* [WHAT IS REQUIRED]: In the material below, some lines carry "slow". Copy each such line.

* [WORKING DATA]:

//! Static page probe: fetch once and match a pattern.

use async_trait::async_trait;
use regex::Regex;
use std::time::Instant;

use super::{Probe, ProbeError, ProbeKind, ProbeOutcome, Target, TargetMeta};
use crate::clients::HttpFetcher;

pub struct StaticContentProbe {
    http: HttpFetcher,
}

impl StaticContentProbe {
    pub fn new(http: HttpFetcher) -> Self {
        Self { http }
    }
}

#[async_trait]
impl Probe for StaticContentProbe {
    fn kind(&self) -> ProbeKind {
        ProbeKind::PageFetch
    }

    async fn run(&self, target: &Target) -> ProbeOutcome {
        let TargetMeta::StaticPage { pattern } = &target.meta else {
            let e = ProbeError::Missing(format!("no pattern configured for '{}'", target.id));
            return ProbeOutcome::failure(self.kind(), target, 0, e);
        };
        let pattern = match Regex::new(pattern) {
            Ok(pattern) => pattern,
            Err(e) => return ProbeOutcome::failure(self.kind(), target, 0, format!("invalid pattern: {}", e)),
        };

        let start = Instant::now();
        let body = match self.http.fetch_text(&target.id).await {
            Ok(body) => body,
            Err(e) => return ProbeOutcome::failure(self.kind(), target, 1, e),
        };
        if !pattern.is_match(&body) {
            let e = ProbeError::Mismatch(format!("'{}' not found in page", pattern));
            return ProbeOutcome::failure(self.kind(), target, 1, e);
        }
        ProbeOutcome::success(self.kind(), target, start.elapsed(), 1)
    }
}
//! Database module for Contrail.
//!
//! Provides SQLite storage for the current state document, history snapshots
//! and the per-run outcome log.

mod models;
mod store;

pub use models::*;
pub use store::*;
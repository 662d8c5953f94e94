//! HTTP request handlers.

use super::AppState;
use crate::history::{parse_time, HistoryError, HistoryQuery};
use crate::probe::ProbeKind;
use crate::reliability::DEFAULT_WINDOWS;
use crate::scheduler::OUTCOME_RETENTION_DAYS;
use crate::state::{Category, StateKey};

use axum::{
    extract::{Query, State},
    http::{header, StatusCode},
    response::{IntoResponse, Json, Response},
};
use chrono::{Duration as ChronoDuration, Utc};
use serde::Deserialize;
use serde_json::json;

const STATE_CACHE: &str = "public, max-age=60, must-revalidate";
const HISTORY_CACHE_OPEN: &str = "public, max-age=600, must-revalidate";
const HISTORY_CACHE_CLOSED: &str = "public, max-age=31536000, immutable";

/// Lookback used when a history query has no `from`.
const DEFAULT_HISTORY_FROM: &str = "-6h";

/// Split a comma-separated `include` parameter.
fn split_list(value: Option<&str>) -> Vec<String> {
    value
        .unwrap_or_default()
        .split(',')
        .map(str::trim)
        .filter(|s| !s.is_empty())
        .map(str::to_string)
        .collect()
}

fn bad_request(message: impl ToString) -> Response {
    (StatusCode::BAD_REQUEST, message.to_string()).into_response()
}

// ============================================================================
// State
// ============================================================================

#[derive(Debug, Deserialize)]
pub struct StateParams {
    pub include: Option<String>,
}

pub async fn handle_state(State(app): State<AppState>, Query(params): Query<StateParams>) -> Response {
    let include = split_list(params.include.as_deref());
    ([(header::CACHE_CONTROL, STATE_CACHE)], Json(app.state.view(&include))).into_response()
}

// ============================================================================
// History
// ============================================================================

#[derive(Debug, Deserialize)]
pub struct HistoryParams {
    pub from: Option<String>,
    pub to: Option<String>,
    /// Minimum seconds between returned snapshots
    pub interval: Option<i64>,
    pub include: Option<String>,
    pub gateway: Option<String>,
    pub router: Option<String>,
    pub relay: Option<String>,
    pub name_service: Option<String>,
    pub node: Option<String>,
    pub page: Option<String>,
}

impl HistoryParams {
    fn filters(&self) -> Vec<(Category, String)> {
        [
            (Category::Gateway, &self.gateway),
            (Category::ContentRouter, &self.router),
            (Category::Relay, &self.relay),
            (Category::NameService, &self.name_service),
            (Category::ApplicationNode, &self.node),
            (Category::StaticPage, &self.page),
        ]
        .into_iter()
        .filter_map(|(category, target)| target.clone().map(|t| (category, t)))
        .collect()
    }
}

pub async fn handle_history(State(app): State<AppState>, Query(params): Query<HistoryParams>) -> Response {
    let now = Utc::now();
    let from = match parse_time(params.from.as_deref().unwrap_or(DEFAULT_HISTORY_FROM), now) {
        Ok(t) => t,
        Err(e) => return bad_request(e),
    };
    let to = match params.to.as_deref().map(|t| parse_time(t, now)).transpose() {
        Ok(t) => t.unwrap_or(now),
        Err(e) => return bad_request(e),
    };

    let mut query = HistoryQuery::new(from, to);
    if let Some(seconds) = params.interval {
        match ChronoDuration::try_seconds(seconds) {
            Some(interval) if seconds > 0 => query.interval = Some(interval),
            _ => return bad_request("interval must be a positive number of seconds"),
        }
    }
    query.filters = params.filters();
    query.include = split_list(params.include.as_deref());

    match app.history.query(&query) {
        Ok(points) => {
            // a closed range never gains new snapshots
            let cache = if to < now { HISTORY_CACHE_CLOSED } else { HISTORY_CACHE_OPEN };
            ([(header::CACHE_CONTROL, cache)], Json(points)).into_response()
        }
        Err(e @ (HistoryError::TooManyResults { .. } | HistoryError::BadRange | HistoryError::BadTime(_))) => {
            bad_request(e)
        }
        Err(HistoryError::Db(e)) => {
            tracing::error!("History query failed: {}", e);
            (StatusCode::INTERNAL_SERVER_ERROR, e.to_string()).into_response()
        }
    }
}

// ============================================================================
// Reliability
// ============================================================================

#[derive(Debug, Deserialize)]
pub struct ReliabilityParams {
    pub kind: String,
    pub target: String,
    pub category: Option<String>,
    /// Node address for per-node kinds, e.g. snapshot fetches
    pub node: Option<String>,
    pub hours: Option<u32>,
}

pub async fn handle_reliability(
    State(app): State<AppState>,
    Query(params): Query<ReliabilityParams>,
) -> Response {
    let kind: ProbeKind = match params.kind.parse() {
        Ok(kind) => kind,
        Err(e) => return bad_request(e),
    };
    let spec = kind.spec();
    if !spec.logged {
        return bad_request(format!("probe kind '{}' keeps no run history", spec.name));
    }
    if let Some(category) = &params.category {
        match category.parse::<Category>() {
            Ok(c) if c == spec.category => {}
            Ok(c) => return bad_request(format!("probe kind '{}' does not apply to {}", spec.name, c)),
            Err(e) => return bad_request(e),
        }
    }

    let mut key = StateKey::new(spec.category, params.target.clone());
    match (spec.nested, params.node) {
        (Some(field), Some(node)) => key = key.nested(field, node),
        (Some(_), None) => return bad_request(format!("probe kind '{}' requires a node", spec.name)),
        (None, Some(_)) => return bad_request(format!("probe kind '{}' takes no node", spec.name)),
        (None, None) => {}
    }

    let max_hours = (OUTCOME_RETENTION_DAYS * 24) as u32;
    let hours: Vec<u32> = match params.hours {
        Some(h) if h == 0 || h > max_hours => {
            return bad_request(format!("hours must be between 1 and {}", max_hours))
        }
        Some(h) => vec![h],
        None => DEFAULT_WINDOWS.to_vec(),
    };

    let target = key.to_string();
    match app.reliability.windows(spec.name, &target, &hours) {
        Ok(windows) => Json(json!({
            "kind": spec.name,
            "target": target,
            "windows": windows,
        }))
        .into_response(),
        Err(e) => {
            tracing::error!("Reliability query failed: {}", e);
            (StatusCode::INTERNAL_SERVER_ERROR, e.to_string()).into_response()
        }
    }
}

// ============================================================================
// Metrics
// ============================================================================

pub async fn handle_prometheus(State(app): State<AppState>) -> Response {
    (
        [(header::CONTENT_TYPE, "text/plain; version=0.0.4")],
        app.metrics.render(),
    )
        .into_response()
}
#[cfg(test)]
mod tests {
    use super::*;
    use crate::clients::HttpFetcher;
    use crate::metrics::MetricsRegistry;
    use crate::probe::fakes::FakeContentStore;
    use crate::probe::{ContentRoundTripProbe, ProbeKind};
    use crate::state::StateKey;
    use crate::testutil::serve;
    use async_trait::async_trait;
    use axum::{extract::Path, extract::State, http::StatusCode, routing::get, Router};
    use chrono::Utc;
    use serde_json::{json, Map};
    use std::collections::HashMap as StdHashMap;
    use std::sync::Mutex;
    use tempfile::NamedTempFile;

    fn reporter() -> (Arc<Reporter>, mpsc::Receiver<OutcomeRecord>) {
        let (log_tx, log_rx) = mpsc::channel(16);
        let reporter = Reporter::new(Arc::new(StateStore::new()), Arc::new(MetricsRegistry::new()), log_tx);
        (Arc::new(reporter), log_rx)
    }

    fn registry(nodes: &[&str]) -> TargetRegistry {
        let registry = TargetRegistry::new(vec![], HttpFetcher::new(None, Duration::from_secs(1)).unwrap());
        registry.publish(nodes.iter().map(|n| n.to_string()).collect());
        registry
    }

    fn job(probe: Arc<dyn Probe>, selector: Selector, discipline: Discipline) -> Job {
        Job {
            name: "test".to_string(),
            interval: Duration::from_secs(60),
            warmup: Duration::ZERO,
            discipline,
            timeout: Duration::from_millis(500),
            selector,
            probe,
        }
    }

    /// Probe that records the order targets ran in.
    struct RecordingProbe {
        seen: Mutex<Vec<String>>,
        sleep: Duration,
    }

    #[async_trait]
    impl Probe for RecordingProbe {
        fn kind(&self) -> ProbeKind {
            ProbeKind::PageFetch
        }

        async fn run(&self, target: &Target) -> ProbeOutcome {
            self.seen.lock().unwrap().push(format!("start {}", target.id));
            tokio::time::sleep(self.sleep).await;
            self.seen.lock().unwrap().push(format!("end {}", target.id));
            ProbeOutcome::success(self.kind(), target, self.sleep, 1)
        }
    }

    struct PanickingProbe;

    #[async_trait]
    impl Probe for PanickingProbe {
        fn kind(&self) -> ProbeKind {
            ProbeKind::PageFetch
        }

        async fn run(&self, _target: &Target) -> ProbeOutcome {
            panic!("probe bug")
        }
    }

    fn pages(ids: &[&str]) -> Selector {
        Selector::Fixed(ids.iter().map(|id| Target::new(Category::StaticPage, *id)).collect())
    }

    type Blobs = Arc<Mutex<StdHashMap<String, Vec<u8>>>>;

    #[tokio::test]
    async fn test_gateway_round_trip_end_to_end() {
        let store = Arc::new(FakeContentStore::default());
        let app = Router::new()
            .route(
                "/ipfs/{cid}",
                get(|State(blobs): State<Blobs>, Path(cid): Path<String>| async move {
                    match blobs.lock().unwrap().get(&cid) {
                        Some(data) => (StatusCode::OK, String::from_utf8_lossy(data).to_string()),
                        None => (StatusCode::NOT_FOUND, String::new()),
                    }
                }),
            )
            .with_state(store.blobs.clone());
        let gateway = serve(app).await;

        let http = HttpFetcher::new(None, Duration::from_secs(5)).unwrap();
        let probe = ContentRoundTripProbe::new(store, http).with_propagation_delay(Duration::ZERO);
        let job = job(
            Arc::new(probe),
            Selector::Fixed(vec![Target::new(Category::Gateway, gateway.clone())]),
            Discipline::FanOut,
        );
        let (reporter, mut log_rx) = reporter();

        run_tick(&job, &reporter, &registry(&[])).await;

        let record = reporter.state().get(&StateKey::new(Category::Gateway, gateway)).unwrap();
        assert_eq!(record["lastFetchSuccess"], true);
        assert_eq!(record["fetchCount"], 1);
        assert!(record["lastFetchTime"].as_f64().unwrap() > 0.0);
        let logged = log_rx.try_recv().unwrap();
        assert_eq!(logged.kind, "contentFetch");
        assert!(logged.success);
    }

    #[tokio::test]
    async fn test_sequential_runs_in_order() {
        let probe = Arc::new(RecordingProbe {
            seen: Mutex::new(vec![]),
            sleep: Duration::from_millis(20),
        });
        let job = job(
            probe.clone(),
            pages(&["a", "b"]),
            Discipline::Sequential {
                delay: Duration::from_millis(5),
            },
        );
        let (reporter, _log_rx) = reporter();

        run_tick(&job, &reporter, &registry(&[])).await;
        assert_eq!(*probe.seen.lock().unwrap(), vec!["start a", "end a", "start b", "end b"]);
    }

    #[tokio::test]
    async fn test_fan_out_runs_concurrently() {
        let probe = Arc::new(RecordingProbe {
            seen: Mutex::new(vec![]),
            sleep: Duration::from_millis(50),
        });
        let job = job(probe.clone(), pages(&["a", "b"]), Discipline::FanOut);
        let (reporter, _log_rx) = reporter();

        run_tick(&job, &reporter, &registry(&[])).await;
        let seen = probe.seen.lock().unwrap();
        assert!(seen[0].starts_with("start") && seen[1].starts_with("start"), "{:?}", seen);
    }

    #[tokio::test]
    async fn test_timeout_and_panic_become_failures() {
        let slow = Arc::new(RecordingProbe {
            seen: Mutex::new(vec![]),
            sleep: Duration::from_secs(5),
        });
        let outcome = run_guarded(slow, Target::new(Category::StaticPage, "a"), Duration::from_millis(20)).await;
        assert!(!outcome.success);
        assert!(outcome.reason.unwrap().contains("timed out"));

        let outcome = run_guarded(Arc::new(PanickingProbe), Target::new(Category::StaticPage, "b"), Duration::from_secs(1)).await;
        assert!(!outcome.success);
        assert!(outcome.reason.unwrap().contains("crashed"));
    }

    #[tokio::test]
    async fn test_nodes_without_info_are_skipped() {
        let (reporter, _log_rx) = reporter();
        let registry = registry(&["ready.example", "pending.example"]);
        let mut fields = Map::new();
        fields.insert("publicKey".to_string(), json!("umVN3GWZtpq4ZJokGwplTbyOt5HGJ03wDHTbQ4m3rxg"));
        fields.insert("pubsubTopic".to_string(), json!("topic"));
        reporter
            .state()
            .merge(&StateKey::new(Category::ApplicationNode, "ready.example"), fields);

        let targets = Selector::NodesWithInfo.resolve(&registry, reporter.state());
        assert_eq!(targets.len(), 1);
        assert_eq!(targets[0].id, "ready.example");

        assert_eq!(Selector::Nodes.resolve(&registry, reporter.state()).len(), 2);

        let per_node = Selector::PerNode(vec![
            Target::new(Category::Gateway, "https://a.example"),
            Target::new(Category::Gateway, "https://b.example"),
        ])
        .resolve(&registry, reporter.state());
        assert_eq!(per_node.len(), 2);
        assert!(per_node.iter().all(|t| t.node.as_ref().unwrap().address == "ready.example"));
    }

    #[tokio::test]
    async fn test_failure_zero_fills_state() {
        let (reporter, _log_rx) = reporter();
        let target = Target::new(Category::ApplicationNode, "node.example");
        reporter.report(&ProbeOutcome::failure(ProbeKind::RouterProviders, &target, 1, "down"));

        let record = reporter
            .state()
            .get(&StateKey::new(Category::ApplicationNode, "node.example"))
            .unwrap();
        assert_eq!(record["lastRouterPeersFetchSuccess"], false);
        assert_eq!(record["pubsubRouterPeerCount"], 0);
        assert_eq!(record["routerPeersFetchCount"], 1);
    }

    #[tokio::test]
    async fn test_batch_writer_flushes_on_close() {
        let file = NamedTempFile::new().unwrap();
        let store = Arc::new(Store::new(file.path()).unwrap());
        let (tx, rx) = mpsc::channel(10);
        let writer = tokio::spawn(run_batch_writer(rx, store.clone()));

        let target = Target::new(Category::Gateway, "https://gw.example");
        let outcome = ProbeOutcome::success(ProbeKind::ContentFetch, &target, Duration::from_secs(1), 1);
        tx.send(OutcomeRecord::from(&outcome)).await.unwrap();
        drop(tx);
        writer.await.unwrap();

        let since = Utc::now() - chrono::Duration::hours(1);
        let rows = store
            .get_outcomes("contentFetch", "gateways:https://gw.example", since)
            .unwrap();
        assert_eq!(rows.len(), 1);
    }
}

* [EXERCISE RESULT]:
        let slow = Arc::new(RecordingProbe {
        let outcome = run_guarded(slow, Target::new(Category::StaticPage, "a"), Duration::from_millis(20)).await;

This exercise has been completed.